» Assignment
With the line containing "-H 'Authorization: Bearer" as the start and the line containing "let links_count: i64" as the end, transcribe that span of the entries below exactly, including both.

(Collected data)
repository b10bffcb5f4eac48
//! Domain layer: entities, repository contracts and the click pipeline.
//!
//! - [`entities`] - Core business data structures
//! - [`repositories`] - Data access trait definitions
//! - [`raw_visit`] - Un-enriched visit captured on the redirect path
//! - [`click_worker`] - Bounded queue and background click worker
//!
//! # Click Processing Flow
//!
//! 1. The redirect resolver builds a [`raw_visit::RawVisit`]
//! 2. It is pushed onto the queue with [`click_worker::ClickSender::dispatch`] (never blocks)
//! 3. [`click_worker::run_click_worker`] hands it to the click recorder
//! 4. The enriched click is persisted via [`repositories::ClickRepository`]

pub mod click_worker;
pub mod entities;
pub mod raw_visit;
pub mod repositories;
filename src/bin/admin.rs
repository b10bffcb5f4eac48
//! CLI administration tool for link-tracker.
//!
//! Mints owner tokens, shows totals and runs database diagnostics without going
//! through the HTTP API.
//!
//! # Usage
//!
//! ```bash
//! # Issue a bearer token for user 42, valid for 24 hours
//! cargo run --bin admin -- token issue --user-id 42 --ttl-hours 24
//!
//! # View statistics
//! cargo run --bin admin -- stats
//!
//! # Check database connection
//! cargo run --bin admin -- db check
//! ```
//!
//! # Environment Variables
//!
//! - `JWT_SECRET`: signing secret, required for `token issue`
//! - `DATABASE_URL`: PostgreSQL connection string, required for `stats` and `db`

use link_tracker::application::services::AuthService;

use anyhow::{Context, Result};
use clap::{Parser, Subcommand};
use colored::*;
use dialoguer::{Confirm, Input};
use sqlx::PgPool;

/// CLI tool for managing link-tracker.
#[derive(Parser)]
#[command(name = "admin")]
#[command(author, version, about, long_about = None)]
struct Cli {
    #[command(subcommand)]
    command: Commands,
}

#[derive(Subcommand)]
enum Commands {
    /// Manage owner bearer tokens
    Token {
        #[command(subcommand)]
        action: TokenAction,
    },

    /// Show link and click totals
    Stats,

    /// Database operations
    Db {
        #[command(subcommand)]
        action: DbAction,
    },
}

#[derive(Subcommand)]
enum TokenAction {
    /// Issue a signed token for an owner
    Issue {
        /// Owner user id (prompted if omitted)
        #[arg(short, long)]
        user_id: Option<i64>,

        /// Token lifetime in hours
        #[arg(short, long, default_value_t = 24)]
        ttl_hours: i64,

        /// Skip confirmation
        #[arg(short, long)]
        yes: bool,
    },
}

#[derive(Subcommand)]
enum DbAction {
    /// Check database connection
    Check,

    /// Show database info
    Info,
}

#[tokio::main]
async fn main() -> Result<()> {
    dotenvy::dotenv().ok();

    let cli = Cli::parse();

    match cli.command {
        Commands::Token { action } => handle_token_action(action)?,
        Commands::Stats => handle_stats(&connect().await?).await?,
        Commands::Db { action } => handle_db_action(action, &connect().await?).await?,
    }

    Ok(())
}

async fn connect() -> Result<PgPool> {
    let database_url = std::env::var("DATABASE_URL").context("DATABASE_URL must be set")?;

    PgPool::connect(&database_url)
        .await
        .context("Failed to connect to database")
}

fn handle_token_action(action: TokenAction) -> Result<()> {
    match action {
        TokenAction::Issue {
            user_id,
            ttl_hours,
            yes,
        } => issue_token(user_id, ttl_hours, yes),
    }
}

/// Signs a token with `JWT_SECRET` and prints it with usage instructions.
fn issue_token(user_id: Option<i64>, ttl_hours: i64, skip_confirm: bool) -> Result<()> {
    println!("{}", "Issue owner token".bright_blue().bold());
    println!();

    let secret = std::env::var("JWT_SECRET").context("JWT_SECRET must be set")?;

    if ttl_hours <= 0 {
        anyhow::bail!("--ttl-hours must be positive");
    }

    let user_id = match user_id {
        Some(id) => id,
        None => Input::new().with_prompt("Owner user id").interact_text()?,
    };

    println!("  User id:  {}", user_id.to_string().bright_white());
    println!("  Valid for: {} hours", ttl_hours.to_string().bright_white());
    println!();

    if !skip_confirm
        && !Confirm::new()
            .with_prompt("Issue this token?")
            .default(true)
            .interact()?
    {
        println!("{}", "Cancelled".yellow());
        return Ok(());
    }

    let token = AuthService::new(&secret)
        .issue(user_id, chrono::Duration::hours(ttl_hours))
        .map_err(|e| anyhow::anyhow!("{e}"))?;

    println!("{}", "Token issued".green().bold());
    println!();
    println!("  {}", token.bright_yellow());
    println!();
    println!("Use it as:");
    println!(
        "  {}",
        format!("curl -H 'Authorization: Bearer {token}' http://localhost:3000/links/mine")
            .dimmed()
    );

    Ok(())
}

async fn handle_stats(pool: &PgPool) -> Result<()> {
    println!("{}", "Statistics".bright_blue().bold());
    println!();

    let links_count: i64 = sqlx::query_scalar("SELECT COUNT(*) FROM links")
        .fetch_one(pool)
        .await?;

    let expired_count: i64 =
        sqlx::query_scalar("SELECT COUNT(*) FROM links WHERE expiry IS NOT NULL AND expiry < NOW()")
            .fetch_one(pool)
            .await?;

    let clicks_count: i64 = sqlx::query_scalar("SELECT COUNT(*) FROM link_analytics")
        .fetch_one(pool)
        .await?;

    let owners_count: i64 = sqlx::query_scalar("SELECT COUNT(DISTINCT created_by) FROM links")
        .fetch_one(pool)
        .await?;

    println!("  Links:   {}", links_count.to_string().bright_green().bold());
    println!("  Expired: {}", expired_count.to_string().yellow());
    println!("  Clicks:  {}", clicks_count.to_string().bright_green().bold());
    println!("  Owners:  {}", owners_count.to_string().bright_green().bold());
    println!();

    Ok(())
}

async fn handle_db_action(action: DbAction, pool: &PgPool) -> Result<()> {
    match action {
        DbAction::Check => {
            println!("{}", "Checking database connection...".bright_blue());

            sqlx::query("SELECT 1").fetch_one(pool).await?;

            println!("{}", "Database connection OK".green().bold());
        }
        DbAction::Info => {
            println!("{}", "Database information".bright_blue().bold());
            println!();

            let version: String = sqlx::query_scalar("SELECT version()")
                .fetch_one(pool)
                .await?;

            let migrations: i64 = sqlx::query_scalar("SELECT COUNT(*) FROM _sqlx_migrations")
                .fetch_one(pool)
                .await
                .unwrap_or(0);

            println!("  PostgreSQL: {}", version.bright_white());
            println!("  Migrations: {}", migrations.to_string().bright_white());
            println!();
        }
    }

    Ok(())
}
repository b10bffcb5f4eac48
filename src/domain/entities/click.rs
//! Click event entity representing a single recorded redirect.

use chrono::{DateTime, Utc};

/// Device type stored when the user-agent parser gives no classification.
pub const DEFAULT_DEVICE_TYPE: &str = "desktop";

/// Browser/OS label stored when the parser cannot name them.
pub const UNKNOWN_LABEL: &str = "Unknown";

/// A click recorded when a short link is resolved.
///
/// Geographic fields are derived from the visitor IP and may be absent;
/// device, browser and OS are derived from the user-agent and always carry a value.
#[derive(Debug, Clone, PartialEq)]
pub struct ClickEvent {
    pub id: i64,
    pub link_id: i64,
    pub ip_address: String,
    pub user_agent: String,
    pub referrer: Option<String>,
    pub country: Option<String>,
    pub region: Option<String>,
    pub city: Option<String>,
    pub latitude: Option<f64>,
    pub longitude: Option<f64>,
    pub device_type: String,
    pub browser: String,
    pub os: String,
    pub clicked_at: DateTime<Utc>,
}

/// Enriched click ready to be persisted. The timestamp is set by the database.
#[derive(Debug, Clone, PartialEq)]
pub struct NewClickEvent {
    pub link_id: i64,
    pub ip_address: String,
    pub user_agent: String,
    pub referrer: Option<String>,
    pub country: Option<String>,
    pub region: Option<String>,
    pub city: Option<String>,
    pub latitude: Option<f64>,
    pub longitude: Option<f64>,
    pub device_type: String,
    pub browser: String,
    pub os: String,
}
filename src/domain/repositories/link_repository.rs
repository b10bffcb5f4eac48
//! Repository trait for short link data access.

use crate::domain::entities::{InsertOutcome, Link, NewLink};
use crate::error::AppError;
use async_trait::async_trait;

/// Repository interface for short links.
///
/// # Implementations
///
/// - [`crate::infrastructure::persistence::PgLinkRepository`] - PostgreSQL implementation
/// - Test mocks available with `cfg(test)`
#[cfg_attr(test, mockall::automock)]
#[async_trait]
pub trait LinkRepository: Send + Sync {
    /// Inserts a link in a single statement guarded by the short-code unique constraint.
    ///
    /// # Returns
    ///
    /// - `Ok(InsertOutcome::Created(link))` on success
    /// - `Ok(InsertOutcome::CodeTaken)` if another link already owns `short_code`
    ///
    /// # Errors
    ///
    /// Returns [`AppError::Internal`] on database errors.
    async fn insert(&self, new_link: NewLink) -> Result<InsertOutcome, AppError>;

    /// Returns true if a link with this short code exists.
    async fn exists_by_code(&self, short_code: &str) -> Result<bool, AppError>;

    /// Finds a link by its short code.
    async fn find_by_code(&self, short_code: &str) -> Result<Option<Link>, AppError>;

    /// Finds a link by its id.
    async fn find_by_id(&self, id: i64) -> Result<Option<Link>, AppError>;

    /// Lists every link created by `owner_id`, newest first.
    async fn list_by_owner(&self, owner_id: i64) -> Result<Vec<Link>, AppError>;

    /// Round-trips to the store. Used by the health check.
    async fn ping(&self) -> Result<(), AppError>;
}
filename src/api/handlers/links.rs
//! Handlers for link management endpoints.

use axum::{Extension, Json, extract::State, http::StatusCode};
use validator::Validate;

use crate::api::dto::link::{
    CreateLinkRequest, CreateLinkResponse, LinkListResponse, LinkResponse,
};
use crate::application::services::OwnerId;
use crate::domain::entities::Link;
use crate::error::AppError;
use crate::state::AppState;

/// Creates a short link owned by the caller.
///
/// # Endpoint
///
/// `POST /links` (also `POST /links/create`)
///
/// # Request Body
///
/// ```json
/// {
///   "longUrlDesktop": "https://example.com/landing",
///   "longUrlMobile": "https://m.example.com/landing",
///   "name": "Spring campaign",
///   "expiry": "2030-01-01T00:00:00Z",
///   "imageUrl": "https://example.com/og.png",
///   "shortCode": "spring30"
/// }
/// ```
///
/// Only `longUrlDesktop` is required. Without `shortCode` a random 6-character
/// code is generated.
///
/// # Errors
///
/// - 400 on validation failure or when `shortCode` is already in use
/// - 401 without a valid bearer token
pub async fn create_link_handler(
    State(state): State<AppState>,
    Extension(OwnerId(owner_id)): Extension<OwnerId>,
    Json(payload): Json<CreateLinkRequest>,
) -> Result<(StatusCode, Json<CreateLinkResponse>), AppError> {
    payload.validate()?;

    let link = state
        .link_service
        .create_link(owner_id, payload.into_fields()?)
        .await?;

    Ok((
        StatusCode::CREATED,
        Json(CreateLinkResponse {
            message: "Short link created successfully".to_string(),
            link: to_response(&state, link),
        }),
    ))
}

/// Lists the caller's links, newest first.
///
/// # Endpoint
///
/// `GET /links/mine` (also `GET /links/my-links`)
pub async fn my_links_handler(
    State(state): State<AppState>,
    Extension(OwnerId(owner_id)): Extension<OwnerId>,
) -> Result<Json<LinkListResponse>, AppError> {
    let links: Vec<LinkResponse> = state
        .link_service
        .list_by_owner(owner_id)
        .await?
        .into_iter()
        .map(|link| to_response(&state, link))
        .collect();

    Ok(Json(LinkListResponse {
        total_links: links.len(),
        links,
    }))
}

fn to_response(state: &AppState, link: Link) -> LinkResponse {
    let short_url = state
        .link_service
        .get_short_url(&state.base_url, &link.short_code);
    LinkResponse::new(link, short_url)
}
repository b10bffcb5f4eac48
//! HTTP middleware for request processing and protection.
//!
//! Provides authentication, rate limiting, and observability middleware.

pub mod auth;
pub mod rate_limit;
pub mod tracing;
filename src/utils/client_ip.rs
//! Client address and referrer extraction from request metadata.

use axum::http::HeaderMap;
use std::net::{IpAddr, Ipv4Addr, Ipv6Addr, SocketAddr};

/// Maps the IPv6 loopback `::1` to `127.0.0.1`.
///
/// Every other value, IPv4 or IPv6, passes through unchanged.
pub fn normalize_ip(ip: &str) -> String {
    match ip.parse::<IpAddr>() {
        Ok(IpAddr::V6(v6)) if v6 == Ipv6Addr::LOCALHOST => Ipv4Addr::LOCALHOST.to_string(),
        _ => ip.to_string(),
    }
}

/// Determines the client address for a request.
///
/// When `behind_proxy` is set, the first `X-Forwarded-For` entry wins, then
/// `X-Real-IP`. Otherwise, or when neither header is usable, the socket peer
/// address is used. The result is normalized with [`normalize_ip`].
pub fn client_ip(headers: &HeaderMap, peer: SocketAddr, behind_proxy: bool) -> String {
    let forwarded = behind_proxy
        .then(|| forwarded_ip(headers))
        .flatten()
        .unwrap_or_else(|| peer.ip().to_string());

    normalize_ip(&forwarded)
}

fn forwarded_ip(headers: &HeaderMap) -> Option<String> {
    let from_xff = headers
        .get("x-forwarded-for")
        .and_then(|v| v.to_str().ok())
        .and_then(|xff| xff.split(',').next())
        .map(str::trim)
        .filter(|ip| !ip.is_empty());

    let from_real_ip = || {
        headers
            .get("x-real-ip")
            .and_then(|v| v.to_str().ok())
            .map(str::trim)
            .filter(|ip| !ip.is_empty())
    };

    from_xff.or_else(from_real_ip).map(str::to_string)
}

/// Returns the first non-empty of the `Referrer` and `Referer` headers.
pub fn referrer(headers: &HeaderMap) -> Option<String> {
    ["referrer", "referer"]
        .iter()
        .filter_map(|name| headers.get(*name))
        .filter_map(|v| v.to_str().ok())
        .map(str::trim)
        .find(|v| !v.is_empty())
        .map(str::to_string)
}
//! PostgreSQL implementation of click repository.

use async_trait::async_trait;
use chrono::{DateTime, Utc};
use sqlx::{FromRow, PgPool};
use std::sync::Arc;

use crate::domain::entities::{ClickEvent, NewClickEvent};
use crate::domain::repositories::{ClickFilter, ClickRepository};
use crate::error::AppError;

const CLICK_COLUMNS: &str = "id, link_id, ip_address, user_agent, referrer, country, region, city, \
                             latitude, longitude, device_type, browser, os, clicked_at";

#[derive(Debug, FromRow)]
struct ClickRow {
    id: i64,
    link_id: i64,
    ip_address: String,
    user_agent: String,
    referrer: Option<String>,
    country: Option<String>,
    region: Option<String>,
    city: Option<String>,
    latitude: Option<f64>,
    longitude: Option<f64>,
    device_type: String,
    browser: String,
    os: String,
    clicked_at: DateTime<Utc>,
}

impl From<ClickRow> for ClickEvent {
    fn from(r: ClickRow) -> Self {
        ClickEvent {
            id: r.id,
            link_id: r.link_id,
            ip_address: r.ip_address,
            user_agent: r.user_agent,
            referrer: r.referrer,
            country: r.country,
            region: r.region,
            city: r.city,
            latitude: r.latitude,
            longitude: r.longitude,
            device_type: r.device_type,
            browser: r.browser,
            os: r.os,
            clicked_at: r.clicked_at,
        }
    }
}

/// PostgreSQL repository for the append-only `link_analytics` table.
pub struct PgClickRepository {
    pool: Arc<PgPool>,
}

impl PgClickRepository {
    /// Creates a new repository with a database connection pool.
    pub fn new(pool: Arc<PgPool>) -> Self {
        Self { pool }
    }
}

#[async_trait]
impl ClickRepository for PgClickRepository {
    async fn insert(&self, new_click: NewClickEvent) -> Result<ClickEvent, AppError> {
        let sql = format!(
            r#"
            INSERT INTO link_analytics
                (link_id, ip_address, user_agent, referrer, country, region, city,
                 latitude, longitude, device_type, browser, os)
            VALUES ($1, $2, $3, $4, $5, $6, $7, $8, $9, $10, $11, $12)
            RETURNING {CLICK_COLUMNS}
            "#
        );

        let row = sqlx::query_as::<_, ClickRow>(&sql)
            .bind(new_click.link_id)
            .bind(&new_click.ip_address)
            .bind(&new_click.user_agent)
            .bind(&new_click.referrer)
            .bind(&new_click.country)
            .bind(&new_click.region)
            .bind(&new_click.city)
            .bind(new_click.latitude)
            .bind(new_click.longitude)
            .bind(&new_click.device_type)
            .bind(&new_click.browser)
            .bind(&new_click.os)
            .fetch_one(self.pool.as_ref())
            .await?;

        Ok(row.into())
    }

    async fn find_page(
        &self,
        link_id: i64,
        filter: ClickFilter,
    ) -> Result<Vec<ClickEvent>, AppError> {
        let sql = format!(
            r#"
            SELECT {CLICK_COLUMNS}
            FROM link_analytics
            WHERE link_id = $1
              AND ($2::timestamptz IS NULL OR clicked_at >= $2)
              AND ($3::timestamptz IS NULL OR clicked_at <= $3)
            ORDER BY clicked_at DESC, id DESC
            LIMIT $4 OFFSET $5
            "#
        );

        let rows = sqlx::query_as::<_, ClickRow>(&sql)
            .bind(link_id)
            .bind(filter.start_date)
            .bind(filter.end_date)
            .bind(filter.limit)
            .bind(filter.offset)
            .fetch_all(self.pool.as_ref())
            .await?;

        Ok(rows.into_iter().map(ClickEvent::from).collect())
    }

    async fn count(&self, link_id: i64, filter: ClickFilter) -> Result<i64, AppError> {
        let count: i64 = sqlx::query_scalar(
            r#"
            SELECT COUNT(*)
            FROM link_analytics
            WHERE link_id = $1
              AND ($2::timestamptz IS NULL OR clicked_at >= $2)
              AND ($3::timestamptz IS NULL OR clicked_at <= $3)
            "#,
        )
        .bind(link_id)
        .bind(filter.start_date)
        .bind(filter.end_date)
        .fetch_one(self.pool.as_ref())
        .await?;

        Ok(count)
    }
}
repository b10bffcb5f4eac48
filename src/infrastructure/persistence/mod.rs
//! PostgreSQL repository implementations.
//!
//! Concrete implementations of domain repository traits using SQLx runtime
//! queries mapped through `FromRow` rows.
//!
//! # Repositories
//!
//! - [`PgLinkRepository`] - Link storage with atomic short-code insert
//! - [`PgClickRepository`] - Click recording and paginated retrieval

pub mod pg_click_repository;
pub mod pg_link_repository;

pub use pg_click_repository::PgClickRepository;
pub use pg_link_repository::PgLinkRepository;
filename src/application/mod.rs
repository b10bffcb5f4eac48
//! Application layer services implementing business logic.
//!
//! Services consume repository traits and give HTTP handlers, the click worker
//! and the admin CLI a narrow API.
//!
//! # Available Services
//!
//! - [`services::link_service::LinkService`] - Short link creation and retrieval
//! - [`services::redirect_service::RedirectService`] - Short code resolution
//! - [`services::click_recorder::ClickRecorder`] - Click enrichment and persistence
//! - [`services::analytics_service::AnalyticsService`] - Owner-scoped click analytics
//! - [`services::auth_service::AuthService`] - Bearer token issuing and verification

pub mod services;
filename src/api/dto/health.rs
//! DTOs for health check endpoint.

use serde::Serialize;

/// Health check response with component status.
#[derive(Debug, Serialize)]
pub struct HealthResponse {
    pub status: String,
    pub version: String,
    pub checks: HealthChecks,
}

/// Health status for each system component.
#[derive(Debug, Serialize)]
pub struct HealthChecks {
    pub database: CheckStatus,
    pub click_queue: CheckStatus,
}

/// Individual component health status.
#[derive(Debug, Serialize)]
pub struct CheckStatus {
    pub status: String,

    #[serde(skip_serializing_if = "Option::is_none")]
    pub message: Option<String>,
}

impl CheckStatus {
    pub fn ok(message: impl Into<String>) -> Self {
        Self {
            status: "ok".to_string(),
            message: Some(message.into()),
        }
    }

    pub fn error(message: impl Into<String>) -> Self {
        Self {
            status: "error".to_string(),
            message: Some(message.into()),
        }
    }

    pub fn is_ok(&self) -> bool {
        self.status == "ok"
    }
}
//! Complaint sinks.

use std::collections::HashMap;
use std::sync::atomic::{AtomicUsize, Ordering};

use intake_core::{async_trait, ComplaintPayload, ComplaintReceipt, ComplaintSink, ServiceError};
use rand::Rng;
use tokio::sync::Mutex;

/// Stores created complaints in memory and issues `COMP-NNNNNN` references.
#[derive(Default)]
pub struct MemoryComplaintSink {
    complaints: Mutex<HashMap<String, (ComplaintPayload, ComplaintReceipt)>>,
}

impl MemoryComplaintSink {
    pub fn new() -> Self {
        Self::default()
    }

    /// All payloads created so far, in no particular order.
    pub async fn payloads(&self) -> Vec<ComplaintPayload> {
        self.complaints
            .lock()
            .await
            .values()
            .map(|(payload, _)| payload.clone())
            .collect()
    }

    pub async fn len(&self) -> usize {
        self.complaints.lock().await.len()
    }

    pub async fn is_empty(&self) -> bool {
        self.complaints.lock().await.is_empty()
    }
}

#[async_trait]
impl ComplaintSink for MemoryComplaintSink {
    async fn create(&self, payload: ComplaintPayload) -> Result<ComplaintReceipt, ServiceError> {
        let mut complaints = self.complaints.lock().await;

        let reference_number = loop {
            let candidate = format!("COMP-{}", rand::thread_rng().gen_range(100000..=999999));
            if !complaints.contains_key(&candidate) {
                break candidate;
            }
        };

        let receipt = ComplaintReceipt {
            id: (complaints.len() + 1).to_string(),
            reference_number: reference_number.clone(),
            status: "new".to_string(),
        };
        complaints.insert(reference_number, (payload, receipt.clone()));
        Ok(receipt)
    }

    async fn find_by_reference(
        &self,
        reference_number: &str,
    ) -> Result<Option<ComplaintReceipt>, ServiceError> {
        Ok(self
            .complaints
            .lock()
            .await
            .get(reference_number)
            .map(|(_, receipt)| receipt.clone()))
    }
}

/// A sink whose writes always fail.
#[derive(Default)]
pub struct FailingComplaintSink {
    attempts: AtomicUsize,
}

impl FailingComplaintSink {
    pub fn new() -> Self {
        Self::default()
    }

    pub fn attempts(&self) -> usize {
        self.attempts.load(Ordering::SeqCst)
    }
}

#[async_trait]
impl ComplaintSink for FailingComplaintSink {
    async fn create(&self, _payload: ComplaintPayload) -> Result<ComplaintReceipt, ServiceError> {
        self.attempts.fetch_add(1, Ordering::SeqCst);
        Err(ServiceError::ProcessingFailed("database is locked".to_string()))
    }

    async fn find_by_reference(
        &self,
        _reference_number: &str,
    ) -> Result<Option<ComplaintReceipt>, ServiceError> {
        Err(ServiceError::Unavailable("database is locked".to_string()))
    }
}
//! The chat orchestrator: one reply per turn, one question per reply.

use std::collections::HashMap;
use std::sync::Arc;

use intake_core::{
    Category, ComplaintMetadata, ComplaintPayload, ComplaintSink, Department, DepartmentDirectory,
    Intent, LanguageDetector, Translator, COMPLAINT_SOURCE_CHATBOT,
};
use once_cell::sync::Lazy;
use regex::Regex;
use tokio::sync::Mutex;
use tracing::{debug, error, info, warn};

use crate::classification::TextClassifier;
use crate::department::{map_department, DEFAULT_DEPARTMENT_CODE};
use crate::intent::{detect_intent, IntentTag};
use crate::language::{detect_or_unknown, ScriptLanguageDetector};
use crate::message::{ChatRequest, ChatResponse, UserFields};
use crate::replies;
use crate::session::{AwaitingField, ChatState, ConversationSession, ERROR_REFERENCE};
use crate::store::{MemorySessionStore, SessionStore};
use crate::validation::{clean_phone, validate_description, validate_location, validate_phone};

/// Language complaint descriptions are stored in.
pub const CANONICAL_LANGUAGE: &str = "en";

/// Replies accepted as confirmation.
const AFFIRMATIONS: &[&str] = &["yes", "y", "confirm", "correct"];

static REFERENCE_NUMBER: Lazy<Regex> =
    Lazy::new(|| Regex::new(r"(?i)\bCOMP-(\d{6})\b").expect("reference number pattern"));

static STATUS_QUERY: Lazy<Regex> = Lazy::new(|| {
    Regex::new(r"(?i)\b(status|track|reference|complaint number|tracking id)\b")
        .expect("status query pattern")
});

/// Drives conversations from first message to filed complaint.
///
/// Turns for the same session id are serialized; different sessions proceed
/// concurrently. Every turn produces a reply, whatever the collaborators do.
pub struct ChatOrchestrator {
    classifier: TextClassifier,
    sink: Arc<dyn ComplaintSink>,
    store: Arc<dyn SessionStore>,
    directory: Option<Arc<dyn DepartmentDirectory>>,
    translator: Option<Arc<dyn Translator>>,
    detector: Arc<dyn LanguageDetector>,
    locks: Mutex<HashMap<String, Arc<Mutex<()>>>>,
}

» Output below
        format!("curl -H 'Authorization: Bearer {token}' http://localhost:3000/links/mine")
            .dimmed()
    );

    Ok(())
}

async fn handle_stats(pool: &PgPool) -> Result<()> {
    println!("{}", "Statistics".bright_blue().bold());
    println!();

    let links_count: i64 = sqlx::query_scalar("SELECT COUNT(*) FROM links")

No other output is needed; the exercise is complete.